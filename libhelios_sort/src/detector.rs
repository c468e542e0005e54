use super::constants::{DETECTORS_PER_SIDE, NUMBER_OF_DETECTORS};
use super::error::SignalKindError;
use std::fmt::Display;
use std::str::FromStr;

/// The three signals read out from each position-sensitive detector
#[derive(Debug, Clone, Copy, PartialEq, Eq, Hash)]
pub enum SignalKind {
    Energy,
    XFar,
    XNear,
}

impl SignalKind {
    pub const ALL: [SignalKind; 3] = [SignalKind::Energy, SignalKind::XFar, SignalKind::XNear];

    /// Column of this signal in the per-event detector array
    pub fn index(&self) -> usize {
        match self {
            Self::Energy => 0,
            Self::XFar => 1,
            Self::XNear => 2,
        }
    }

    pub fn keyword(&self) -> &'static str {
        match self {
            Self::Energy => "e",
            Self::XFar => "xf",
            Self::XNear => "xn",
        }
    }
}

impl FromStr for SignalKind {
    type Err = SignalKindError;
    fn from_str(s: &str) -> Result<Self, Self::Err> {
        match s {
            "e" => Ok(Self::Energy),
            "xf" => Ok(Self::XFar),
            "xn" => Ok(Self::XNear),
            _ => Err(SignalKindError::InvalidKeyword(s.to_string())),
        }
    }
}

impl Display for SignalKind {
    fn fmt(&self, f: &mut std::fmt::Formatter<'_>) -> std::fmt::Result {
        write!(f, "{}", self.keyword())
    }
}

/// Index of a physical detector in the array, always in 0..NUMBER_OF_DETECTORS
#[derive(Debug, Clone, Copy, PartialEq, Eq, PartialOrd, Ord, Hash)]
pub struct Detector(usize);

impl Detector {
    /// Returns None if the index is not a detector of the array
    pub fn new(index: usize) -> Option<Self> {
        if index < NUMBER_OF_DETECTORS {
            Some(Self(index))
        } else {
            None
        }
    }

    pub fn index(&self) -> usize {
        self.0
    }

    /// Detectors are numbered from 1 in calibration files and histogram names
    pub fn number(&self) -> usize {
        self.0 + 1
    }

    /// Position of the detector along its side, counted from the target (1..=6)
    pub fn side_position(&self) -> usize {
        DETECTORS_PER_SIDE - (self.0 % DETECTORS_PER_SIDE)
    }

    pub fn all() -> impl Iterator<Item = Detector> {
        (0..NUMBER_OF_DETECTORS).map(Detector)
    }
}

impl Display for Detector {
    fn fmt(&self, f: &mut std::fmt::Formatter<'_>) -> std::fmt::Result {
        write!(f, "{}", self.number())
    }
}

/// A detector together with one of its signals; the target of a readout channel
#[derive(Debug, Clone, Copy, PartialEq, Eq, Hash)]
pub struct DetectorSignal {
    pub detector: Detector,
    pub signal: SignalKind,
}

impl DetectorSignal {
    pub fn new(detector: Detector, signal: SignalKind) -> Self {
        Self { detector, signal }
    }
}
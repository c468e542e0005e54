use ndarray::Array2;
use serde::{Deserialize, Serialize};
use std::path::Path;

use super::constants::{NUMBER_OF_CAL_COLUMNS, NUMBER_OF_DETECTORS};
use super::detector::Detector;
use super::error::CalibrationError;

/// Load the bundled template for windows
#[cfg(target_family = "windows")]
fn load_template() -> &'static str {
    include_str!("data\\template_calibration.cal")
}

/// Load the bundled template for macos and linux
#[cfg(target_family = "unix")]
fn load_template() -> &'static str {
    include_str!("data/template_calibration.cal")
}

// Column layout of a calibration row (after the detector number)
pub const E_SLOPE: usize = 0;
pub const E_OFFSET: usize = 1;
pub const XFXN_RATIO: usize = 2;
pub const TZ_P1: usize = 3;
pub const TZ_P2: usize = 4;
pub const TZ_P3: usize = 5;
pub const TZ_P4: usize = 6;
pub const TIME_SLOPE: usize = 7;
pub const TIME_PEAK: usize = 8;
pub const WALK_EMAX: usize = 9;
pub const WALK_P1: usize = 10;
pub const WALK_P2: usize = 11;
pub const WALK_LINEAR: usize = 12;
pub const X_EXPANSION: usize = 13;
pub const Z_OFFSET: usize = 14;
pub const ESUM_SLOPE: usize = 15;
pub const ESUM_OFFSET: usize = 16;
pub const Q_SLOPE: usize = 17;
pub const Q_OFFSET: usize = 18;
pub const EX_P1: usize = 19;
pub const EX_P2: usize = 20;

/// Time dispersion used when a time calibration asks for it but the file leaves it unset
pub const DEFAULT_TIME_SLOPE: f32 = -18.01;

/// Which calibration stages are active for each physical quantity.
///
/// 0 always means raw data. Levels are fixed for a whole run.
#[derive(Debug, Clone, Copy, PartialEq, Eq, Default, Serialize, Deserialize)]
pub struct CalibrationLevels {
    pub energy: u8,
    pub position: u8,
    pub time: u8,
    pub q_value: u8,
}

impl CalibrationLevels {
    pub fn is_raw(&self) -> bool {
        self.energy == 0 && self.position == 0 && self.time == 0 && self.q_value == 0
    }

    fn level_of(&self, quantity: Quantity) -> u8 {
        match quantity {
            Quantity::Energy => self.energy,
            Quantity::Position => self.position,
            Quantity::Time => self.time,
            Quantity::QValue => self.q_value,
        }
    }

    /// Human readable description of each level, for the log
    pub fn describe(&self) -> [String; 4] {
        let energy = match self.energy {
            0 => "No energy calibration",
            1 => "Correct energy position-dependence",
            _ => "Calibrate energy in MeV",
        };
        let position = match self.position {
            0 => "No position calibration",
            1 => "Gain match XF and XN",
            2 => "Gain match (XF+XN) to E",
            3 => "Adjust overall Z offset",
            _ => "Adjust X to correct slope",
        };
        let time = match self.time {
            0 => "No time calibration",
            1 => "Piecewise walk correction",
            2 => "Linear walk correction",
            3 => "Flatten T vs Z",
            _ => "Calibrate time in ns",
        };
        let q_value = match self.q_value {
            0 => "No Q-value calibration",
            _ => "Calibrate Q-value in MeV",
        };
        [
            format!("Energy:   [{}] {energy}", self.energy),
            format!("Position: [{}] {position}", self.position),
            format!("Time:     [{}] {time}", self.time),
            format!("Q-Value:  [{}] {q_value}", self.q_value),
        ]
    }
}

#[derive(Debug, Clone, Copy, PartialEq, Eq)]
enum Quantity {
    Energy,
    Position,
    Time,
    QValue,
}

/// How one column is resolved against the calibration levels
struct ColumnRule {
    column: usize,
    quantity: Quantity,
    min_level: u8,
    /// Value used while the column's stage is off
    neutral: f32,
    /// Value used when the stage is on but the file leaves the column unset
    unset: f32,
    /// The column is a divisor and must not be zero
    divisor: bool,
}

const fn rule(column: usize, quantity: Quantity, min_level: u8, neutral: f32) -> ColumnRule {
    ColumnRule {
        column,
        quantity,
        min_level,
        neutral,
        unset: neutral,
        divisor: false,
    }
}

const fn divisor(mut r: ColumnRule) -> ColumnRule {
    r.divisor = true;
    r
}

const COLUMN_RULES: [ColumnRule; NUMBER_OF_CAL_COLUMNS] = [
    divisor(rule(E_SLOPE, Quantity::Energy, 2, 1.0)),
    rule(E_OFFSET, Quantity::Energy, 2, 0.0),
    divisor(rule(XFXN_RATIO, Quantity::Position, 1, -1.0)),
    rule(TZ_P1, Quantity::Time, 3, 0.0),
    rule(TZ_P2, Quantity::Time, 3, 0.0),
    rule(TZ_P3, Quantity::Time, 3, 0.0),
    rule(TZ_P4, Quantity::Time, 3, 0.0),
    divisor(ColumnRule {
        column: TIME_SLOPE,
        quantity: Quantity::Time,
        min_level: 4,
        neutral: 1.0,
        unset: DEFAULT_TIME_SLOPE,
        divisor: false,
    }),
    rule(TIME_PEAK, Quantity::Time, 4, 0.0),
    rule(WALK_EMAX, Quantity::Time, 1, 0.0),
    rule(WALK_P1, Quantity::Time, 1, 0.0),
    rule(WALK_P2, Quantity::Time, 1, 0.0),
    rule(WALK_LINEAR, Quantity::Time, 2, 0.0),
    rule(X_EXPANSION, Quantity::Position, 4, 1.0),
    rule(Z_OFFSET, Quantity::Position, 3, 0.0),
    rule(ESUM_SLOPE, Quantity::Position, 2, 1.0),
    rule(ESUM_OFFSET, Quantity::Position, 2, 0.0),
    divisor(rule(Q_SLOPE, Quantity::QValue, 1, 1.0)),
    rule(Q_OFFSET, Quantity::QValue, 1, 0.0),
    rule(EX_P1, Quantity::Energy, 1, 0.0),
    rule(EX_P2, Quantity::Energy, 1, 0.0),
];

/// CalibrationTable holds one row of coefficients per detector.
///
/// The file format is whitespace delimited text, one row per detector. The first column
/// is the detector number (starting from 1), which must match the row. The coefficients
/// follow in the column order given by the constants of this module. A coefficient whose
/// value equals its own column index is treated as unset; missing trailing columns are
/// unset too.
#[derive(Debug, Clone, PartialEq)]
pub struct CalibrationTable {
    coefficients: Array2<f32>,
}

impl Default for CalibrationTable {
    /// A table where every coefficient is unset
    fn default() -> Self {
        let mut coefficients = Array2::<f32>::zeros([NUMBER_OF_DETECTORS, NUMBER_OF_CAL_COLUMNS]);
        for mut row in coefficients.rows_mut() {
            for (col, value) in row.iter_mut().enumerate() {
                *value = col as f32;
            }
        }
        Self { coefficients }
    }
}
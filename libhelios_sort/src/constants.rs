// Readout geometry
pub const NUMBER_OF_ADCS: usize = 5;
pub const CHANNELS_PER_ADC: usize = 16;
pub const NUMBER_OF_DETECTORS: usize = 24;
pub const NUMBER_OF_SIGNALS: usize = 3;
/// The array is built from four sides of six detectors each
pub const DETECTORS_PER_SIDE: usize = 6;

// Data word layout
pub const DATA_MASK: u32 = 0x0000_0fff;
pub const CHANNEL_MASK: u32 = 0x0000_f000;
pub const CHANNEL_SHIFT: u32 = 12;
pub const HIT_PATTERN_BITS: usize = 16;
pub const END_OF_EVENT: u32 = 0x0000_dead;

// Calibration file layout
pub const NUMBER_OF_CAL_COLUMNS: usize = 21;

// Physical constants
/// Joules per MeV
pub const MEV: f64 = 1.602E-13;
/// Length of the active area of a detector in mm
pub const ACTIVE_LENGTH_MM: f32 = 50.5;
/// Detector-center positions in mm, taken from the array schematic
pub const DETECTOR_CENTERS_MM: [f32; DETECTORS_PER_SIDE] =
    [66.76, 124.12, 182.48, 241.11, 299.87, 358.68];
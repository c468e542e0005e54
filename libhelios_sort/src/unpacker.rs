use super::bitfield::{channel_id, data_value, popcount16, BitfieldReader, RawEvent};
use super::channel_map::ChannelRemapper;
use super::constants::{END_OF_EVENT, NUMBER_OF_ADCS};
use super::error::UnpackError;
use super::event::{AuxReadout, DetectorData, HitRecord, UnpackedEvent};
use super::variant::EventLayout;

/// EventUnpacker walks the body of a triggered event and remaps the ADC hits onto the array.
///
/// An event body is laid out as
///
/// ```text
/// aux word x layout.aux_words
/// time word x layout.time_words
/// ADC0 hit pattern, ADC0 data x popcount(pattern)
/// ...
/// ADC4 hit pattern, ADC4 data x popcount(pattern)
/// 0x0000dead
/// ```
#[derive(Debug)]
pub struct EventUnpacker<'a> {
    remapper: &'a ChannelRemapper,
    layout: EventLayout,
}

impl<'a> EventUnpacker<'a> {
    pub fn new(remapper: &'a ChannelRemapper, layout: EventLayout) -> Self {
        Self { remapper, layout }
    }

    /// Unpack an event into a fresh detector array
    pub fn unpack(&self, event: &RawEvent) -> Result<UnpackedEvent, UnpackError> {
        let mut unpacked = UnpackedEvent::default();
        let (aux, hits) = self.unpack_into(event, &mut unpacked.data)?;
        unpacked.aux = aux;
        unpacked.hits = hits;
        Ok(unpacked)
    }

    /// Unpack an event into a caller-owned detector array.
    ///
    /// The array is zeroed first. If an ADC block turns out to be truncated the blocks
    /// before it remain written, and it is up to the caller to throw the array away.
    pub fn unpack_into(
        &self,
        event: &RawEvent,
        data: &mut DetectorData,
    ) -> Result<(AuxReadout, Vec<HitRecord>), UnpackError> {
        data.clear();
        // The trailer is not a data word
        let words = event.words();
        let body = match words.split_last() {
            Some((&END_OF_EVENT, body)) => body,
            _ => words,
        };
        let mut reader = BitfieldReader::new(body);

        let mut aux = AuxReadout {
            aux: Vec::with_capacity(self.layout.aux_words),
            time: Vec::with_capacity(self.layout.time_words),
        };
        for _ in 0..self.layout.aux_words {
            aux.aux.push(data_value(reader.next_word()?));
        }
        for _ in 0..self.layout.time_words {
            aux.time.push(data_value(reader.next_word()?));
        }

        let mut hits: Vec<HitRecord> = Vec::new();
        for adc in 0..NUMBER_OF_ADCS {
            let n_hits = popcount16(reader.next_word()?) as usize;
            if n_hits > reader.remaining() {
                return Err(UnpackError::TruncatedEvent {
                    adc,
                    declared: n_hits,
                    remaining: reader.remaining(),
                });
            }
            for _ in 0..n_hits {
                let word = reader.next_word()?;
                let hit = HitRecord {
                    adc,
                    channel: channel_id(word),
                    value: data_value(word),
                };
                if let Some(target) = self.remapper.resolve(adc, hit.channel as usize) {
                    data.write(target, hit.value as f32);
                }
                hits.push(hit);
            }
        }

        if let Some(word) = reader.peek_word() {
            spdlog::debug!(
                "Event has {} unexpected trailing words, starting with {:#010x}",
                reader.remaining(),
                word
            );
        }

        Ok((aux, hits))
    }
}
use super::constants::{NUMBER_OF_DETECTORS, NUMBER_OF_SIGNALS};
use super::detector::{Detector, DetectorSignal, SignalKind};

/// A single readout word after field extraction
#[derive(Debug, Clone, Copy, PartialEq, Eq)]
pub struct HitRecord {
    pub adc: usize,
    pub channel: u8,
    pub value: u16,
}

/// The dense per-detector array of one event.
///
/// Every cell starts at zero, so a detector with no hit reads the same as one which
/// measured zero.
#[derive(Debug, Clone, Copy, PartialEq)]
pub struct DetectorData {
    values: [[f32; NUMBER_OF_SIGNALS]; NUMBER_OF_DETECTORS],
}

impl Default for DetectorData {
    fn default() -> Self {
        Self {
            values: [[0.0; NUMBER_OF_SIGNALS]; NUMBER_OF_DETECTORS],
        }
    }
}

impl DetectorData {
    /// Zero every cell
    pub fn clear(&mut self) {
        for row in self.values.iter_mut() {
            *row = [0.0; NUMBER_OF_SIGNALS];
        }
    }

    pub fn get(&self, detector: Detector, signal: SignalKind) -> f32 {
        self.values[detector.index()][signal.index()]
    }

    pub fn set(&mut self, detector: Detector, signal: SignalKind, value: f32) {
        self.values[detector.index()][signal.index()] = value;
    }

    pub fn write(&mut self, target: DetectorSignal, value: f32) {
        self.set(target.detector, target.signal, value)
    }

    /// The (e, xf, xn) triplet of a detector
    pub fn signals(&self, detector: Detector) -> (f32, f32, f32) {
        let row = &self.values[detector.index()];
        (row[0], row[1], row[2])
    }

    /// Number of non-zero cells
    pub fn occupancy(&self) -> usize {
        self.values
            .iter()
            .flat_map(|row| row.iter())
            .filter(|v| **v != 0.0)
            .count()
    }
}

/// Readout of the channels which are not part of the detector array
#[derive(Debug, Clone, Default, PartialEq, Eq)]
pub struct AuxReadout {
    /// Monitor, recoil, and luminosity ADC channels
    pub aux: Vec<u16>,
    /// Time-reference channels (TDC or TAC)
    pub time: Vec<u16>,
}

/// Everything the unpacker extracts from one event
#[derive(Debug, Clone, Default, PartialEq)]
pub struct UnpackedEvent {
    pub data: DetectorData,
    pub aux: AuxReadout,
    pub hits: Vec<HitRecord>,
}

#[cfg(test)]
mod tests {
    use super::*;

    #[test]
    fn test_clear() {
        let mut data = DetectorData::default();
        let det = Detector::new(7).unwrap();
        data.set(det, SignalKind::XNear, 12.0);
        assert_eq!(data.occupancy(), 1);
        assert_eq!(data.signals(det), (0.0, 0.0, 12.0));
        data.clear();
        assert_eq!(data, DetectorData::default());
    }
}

◆ ◆ ◆ ◆

### Activity
Which lines hold the string "Calibrate"? Copy all of them from the data above.

### Task answer
            _ => "Calibrate energy in MeV",
            _ => "Calibrate time in ns",
            _ => "Calibrate Q-value in MeV",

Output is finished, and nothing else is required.